++++ Input for this task ++++
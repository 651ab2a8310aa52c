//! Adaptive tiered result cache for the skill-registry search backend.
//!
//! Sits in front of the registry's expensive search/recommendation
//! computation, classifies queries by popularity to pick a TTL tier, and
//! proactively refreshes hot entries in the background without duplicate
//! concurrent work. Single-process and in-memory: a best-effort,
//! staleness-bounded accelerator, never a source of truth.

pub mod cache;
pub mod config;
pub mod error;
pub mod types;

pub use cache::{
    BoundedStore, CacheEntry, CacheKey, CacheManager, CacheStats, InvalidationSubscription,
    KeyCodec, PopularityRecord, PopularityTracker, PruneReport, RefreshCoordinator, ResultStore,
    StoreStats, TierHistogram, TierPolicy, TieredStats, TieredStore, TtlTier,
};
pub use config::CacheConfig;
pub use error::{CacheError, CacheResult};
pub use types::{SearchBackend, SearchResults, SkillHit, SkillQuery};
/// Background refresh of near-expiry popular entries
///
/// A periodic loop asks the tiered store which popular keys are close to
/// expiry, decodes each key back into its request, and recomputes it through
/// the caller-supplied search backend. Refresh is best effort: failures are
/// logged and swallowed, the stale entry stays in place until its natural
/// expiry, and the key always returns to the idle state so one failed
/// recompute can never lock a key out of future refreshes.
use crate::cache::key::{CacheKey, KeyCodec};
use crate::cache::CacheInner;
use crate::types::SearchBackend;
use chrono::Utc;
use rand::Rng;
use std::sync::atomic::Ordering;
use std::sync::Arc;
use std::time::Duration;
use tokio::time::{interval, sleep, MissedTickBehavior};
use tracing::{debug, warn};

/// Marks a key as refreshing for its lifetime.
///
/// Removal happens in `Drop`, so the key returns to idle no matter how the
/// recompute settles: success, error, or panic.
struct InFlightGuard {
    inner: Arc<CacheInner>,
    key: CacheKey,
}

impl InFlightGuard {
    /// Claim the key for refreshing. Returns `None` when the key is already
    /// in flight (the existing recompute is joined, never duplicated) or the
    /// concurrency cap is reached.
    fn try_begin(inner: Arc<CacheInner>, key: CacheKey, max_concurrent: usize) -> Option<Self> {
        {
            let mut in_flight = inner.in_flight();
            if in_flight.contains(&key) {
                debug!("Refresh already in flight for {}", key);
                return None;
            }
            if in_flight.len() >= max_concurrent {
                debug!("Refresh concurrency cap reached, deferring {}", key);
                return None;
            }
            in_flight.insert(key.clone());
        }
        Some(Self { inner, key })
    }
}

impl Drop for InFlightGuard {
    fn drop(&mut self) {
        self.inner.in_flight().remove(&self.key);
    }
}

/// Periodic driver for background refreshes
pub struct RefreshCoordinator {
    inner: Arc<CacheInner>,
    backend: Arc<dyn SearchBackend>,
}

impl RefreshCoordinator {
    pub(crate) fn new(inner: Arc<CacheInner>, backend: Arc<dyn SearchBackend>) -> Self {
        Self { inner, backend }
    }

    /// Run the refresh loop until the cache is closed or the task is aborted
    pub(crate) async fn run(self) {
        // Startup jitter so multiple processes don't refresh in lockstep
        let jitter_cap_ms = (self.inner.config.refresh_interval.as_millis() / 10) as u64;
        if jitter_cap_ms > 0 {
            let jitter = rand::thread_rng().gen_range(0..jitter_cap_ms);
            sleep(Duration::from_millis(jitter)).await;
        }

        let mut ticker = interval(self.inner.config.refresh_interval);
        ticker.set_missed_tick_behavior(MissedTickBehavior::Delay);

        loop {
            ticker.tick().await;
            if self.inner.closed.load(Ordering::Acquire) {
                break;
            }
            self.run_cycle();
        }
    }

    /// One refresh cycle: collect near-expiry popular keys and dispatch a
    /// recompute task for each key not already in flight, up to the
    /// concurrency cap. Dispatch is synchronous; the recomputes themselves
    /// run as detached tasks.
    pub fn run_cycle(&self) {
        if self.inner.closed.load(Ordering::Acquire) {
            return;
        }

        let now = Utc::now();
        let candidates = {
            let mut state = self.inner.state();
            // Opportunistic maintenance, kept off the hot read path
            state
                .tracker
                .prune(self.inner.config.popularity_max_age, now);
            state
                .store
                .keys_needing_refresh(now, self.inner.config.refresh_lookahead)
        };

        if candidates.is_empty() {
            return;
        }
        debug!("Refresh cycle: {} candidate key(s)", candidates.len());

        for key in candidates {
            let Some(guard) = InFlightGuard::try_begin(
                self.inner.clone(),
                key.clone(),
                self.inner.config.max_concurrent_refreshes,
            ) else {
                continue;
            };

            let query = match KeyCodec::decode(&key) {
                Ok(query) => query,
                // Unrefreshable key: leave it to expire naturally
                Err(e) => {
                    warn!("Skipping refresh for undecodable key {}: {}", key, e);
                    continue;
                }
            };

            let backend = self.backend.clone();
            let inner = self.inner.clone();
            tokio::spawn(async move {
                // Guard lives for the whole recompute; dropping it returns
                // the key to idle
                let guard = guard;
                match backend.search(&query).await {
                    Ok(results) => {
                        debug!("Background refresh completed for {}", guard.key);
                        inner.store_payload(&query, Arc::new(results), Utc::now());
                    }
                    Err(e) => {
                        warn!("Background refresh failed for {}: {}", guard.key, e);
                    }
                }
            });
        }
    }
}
++++
++++ Input for this task ++++
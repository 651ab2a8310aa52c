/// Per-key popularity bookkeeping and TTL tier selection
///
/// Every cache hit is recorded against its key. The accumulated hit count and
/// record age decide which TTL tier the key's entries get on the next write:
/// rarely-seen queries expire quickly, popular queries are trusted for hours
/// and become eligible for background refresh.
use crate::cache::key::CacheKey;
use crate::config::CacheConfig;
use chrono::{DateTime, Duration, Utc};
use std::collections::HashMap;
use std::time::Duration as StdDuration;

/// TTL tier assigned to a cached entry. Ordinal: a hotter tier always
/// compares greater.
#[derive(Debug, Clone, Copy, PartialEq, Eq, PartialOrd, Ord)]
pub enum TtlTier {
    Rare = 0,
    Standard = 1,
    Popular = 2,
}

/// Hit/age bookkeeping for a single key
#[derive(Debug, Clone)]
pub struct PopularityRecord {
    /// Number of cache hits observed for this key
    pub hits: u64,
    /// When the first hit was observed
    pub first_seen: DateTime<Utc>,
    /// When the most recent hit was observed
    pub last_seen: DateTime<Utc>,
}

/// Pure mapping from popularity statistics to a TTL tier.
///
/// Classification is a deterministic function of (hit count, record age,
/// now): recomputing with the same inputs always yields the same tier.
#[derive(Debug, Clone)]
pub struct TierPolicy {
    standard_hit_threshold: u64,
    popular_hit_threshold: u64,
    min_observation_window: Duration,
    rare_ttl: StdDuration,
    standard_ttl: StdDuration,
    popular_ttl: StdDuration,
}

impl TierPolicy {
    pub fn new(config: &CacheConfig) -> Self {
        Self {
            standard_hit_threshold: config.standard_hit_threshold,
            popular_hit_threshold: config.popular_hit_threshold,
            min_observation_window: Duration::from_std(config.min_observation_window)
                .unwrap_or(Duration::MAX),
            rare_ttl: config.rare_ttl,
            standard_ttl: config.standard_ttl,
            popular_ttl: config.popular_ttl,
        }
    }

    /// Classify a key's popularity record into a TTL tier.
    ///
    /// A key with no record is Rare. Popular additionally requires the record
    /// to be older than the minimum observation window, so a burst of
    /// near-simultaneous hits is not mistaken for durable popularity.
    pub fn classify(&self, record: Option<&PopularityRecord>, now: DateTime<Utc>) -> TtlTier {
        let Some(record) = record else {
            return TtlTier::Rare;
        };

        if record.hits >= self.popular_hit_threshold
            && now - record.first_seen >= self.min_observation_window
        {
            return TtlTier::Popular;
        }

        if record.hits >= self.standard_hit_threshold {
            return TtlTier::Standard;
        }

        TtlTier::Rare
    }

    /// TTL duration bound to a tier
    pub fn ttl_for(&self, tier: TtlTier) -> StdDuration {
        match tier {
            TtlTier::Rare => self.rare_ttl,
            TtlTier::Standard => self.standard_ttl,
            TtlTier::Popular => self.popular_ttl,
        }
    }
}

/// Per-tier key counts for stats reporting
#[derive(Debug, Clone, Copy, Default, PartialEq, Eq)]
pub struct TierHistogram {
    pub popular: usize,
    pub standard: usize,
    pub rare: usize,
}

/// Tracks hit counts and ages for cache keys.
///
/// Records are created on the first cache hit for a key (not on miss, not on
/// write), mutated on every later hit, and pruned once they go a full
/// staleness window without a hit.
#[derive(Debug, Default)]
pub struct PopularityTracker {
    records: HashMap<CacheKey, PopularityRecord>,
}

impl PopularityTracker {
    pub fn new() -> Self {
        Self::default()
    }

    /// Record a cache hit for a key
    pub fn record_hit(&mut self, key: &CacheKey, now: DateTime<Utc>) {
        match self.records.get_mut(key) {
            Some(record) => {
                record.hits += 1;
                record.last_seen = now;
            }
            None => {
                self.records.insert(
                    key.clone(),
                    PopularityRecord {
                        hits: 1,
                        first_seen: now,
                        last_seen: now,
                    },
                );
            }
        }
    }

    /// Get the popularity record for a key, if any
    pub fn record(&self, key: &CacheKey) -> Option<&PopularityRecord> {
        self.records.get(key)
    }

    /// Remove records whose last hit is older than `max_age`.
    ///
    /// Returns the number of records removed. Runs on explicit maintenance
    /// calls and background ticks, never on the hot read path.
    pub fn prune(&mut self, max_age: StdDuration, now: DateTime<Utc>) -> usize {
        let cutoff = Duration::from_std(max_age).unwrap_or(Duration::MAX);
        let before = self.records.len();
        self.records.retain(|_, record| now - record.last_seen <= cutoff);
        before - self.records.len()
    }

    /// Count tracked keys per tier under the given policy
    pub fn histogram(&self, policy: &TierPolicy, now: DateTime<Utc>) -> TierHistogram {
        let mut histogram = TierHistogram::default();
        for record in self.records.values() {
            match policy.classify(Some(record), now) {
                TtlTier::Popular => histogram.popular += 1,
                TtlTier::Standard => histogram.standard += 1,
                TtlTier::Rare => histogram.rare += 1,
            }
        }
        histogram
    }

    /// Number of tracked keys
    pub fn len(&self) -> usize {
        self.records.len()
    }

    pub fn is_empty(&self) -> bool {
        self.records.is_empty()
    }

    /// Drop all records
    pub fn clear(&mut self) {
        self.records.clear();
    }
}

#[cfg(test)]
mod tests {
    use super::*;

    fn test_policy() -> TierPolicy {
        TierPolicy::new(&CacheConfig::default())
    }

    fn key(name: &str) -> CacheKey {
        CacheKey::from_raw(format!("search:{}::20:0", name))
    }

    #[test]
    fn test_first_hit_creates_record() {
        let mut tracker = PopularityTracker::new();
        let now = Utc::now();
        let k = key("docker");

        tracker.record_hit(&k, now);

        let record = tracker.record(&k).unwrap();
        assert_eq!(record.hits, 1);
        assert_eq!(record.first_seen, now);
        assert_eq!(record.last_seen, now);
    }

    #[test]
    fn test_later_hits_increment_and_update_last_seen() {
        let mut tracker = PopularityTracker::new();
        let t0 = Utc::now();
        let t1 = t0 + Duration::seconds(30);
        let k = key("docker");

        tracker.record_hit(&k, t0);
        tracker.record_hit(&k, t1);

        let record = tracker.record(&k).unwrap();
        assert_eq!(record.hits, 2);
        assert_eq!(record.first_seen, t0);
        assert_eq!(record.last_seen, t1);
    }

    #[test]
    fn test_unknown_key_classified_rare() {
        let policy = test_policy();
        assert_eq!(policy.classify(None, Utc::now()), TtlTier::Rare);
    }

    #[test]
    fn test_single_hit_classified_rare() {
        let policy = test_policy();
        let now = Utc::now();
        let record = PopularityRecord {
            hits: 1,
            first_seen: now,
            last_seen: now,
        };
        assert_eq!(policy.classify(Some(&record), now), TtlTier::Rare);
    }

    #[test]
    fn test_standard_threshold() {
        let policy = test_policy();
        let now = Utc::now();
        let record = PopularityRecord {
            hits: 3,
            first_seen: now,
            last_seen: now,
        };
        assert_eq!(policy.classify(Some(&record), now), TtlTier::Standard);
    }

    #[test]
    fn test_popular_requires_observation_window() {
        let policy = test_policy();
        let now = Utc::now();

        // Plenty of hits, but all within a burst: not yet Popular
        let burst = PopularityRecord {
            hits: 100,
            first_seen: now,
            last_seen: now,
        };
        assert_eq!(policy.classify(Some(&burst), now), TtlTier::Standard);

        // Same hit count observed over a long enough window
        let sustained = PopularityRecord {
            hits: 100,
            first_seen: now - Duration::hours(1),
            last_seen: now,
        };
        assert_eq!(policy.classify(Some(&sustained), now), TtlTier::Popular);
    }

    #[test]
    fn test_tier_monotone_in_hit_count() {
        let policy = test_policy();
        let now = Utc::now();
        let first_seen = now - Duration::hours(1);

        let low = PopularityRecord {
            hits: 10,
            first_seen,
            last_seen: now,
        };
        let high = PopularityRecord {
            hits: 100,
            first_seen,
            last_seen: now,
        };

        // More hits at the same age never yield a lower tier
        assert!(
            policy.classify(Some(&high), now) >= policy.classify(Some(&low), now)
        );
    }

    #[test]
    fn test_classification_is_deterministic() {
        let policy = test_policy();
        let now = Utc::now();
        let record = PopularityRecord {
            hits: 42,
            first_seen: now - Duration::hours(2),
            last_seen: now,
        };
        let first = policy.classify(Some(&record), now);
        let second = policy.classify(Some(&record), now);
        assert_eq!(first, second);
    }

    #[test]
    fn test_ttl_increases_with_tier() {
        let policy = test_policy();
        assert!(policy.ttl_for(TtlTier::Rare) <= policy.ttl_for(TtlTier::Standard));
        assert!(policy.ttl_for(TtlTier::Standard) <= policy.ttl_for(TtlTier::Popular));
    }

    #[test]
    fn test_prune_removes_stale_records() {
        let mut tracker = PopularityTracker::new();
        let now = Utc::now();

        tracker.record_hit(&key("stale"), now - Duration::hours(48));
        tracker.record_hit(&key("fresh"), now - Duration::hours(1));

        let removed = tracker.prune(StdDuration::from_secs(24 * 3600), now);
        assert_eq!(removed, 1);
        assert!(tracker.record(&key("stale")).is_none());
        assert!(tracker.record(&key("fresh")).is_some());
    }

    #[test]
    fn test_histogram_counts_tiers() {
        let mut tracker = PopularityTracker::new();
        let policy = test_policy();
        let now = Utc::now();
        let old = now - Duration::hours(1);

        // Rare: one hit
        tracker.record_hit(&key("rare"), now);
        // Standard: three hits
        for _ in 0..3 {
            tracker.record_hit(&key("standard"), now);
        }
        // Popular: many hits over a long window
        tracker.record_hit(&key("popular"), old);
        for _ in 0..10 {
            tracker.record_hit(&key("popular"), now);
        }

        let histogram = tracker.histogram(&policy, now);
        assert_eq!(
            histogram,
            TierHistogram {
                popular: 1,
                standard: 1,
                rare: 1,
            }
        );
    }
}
++++
++++ Input for this task ++++
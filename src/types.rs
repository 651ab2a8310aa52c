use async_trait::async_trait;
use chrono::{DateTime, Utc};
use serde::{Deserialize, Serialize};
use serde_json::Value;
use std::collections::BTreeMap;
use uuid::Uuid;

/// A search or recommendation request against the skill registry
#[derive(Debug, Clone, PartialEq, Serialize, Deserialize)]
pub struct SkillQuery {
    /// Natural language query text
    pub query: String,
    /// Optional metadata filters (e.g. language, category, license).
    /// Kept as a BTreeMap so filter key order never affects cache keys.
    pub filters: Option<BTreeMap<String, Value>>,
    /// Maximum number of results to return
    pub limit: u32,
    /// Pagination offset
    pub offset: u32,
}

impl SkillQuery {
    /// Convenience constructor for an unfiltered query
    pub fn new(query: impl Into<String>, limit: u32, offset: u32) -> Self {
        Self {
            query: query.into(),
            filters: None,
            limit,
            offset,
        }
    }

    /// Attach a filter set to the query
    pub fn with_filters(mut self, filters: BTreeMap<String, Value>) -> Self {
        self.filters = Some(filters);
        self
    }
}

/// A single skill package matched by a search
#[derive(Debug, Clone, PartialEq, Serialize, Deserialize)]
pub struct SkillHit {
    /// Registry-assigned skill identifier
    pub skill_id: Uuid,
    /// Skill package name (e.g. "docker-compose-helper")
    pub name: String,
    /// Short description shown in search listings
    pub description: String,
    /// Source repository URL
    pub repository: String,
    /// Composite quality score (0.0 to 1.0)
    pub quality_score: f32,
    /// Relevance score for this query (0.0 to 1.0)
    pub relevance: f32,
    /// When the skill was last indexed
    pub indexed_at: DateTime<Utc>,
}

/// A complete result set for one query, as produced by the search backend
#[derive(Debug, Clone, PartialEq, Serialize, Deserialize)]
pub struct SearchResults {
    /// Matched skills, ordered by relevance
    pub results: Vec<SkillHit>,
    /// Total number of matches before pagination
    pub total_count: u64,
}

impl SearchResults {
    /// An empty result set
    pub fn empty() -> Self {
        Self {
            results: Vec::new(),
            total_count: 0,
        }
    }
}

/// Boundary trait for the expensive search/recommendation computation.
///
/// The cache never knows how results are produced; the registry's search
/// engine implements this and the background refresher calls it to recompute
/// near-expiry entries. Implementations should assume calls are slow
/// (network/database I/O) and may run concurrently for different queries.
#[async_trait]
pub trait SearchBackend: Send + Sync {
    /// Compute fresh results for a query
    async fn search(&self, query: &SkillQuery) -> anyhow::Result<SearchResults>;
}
++++
#### Task directions:
Where does "ticker" appear in the listing? Show every line that has it.

#### Task output:
        let mut ticker = interval(self.inner.config.refresh_interval);
        ticker.set_missed_tick_behavior(MissedTickBehavior::Delay);
            ticker.tick().await;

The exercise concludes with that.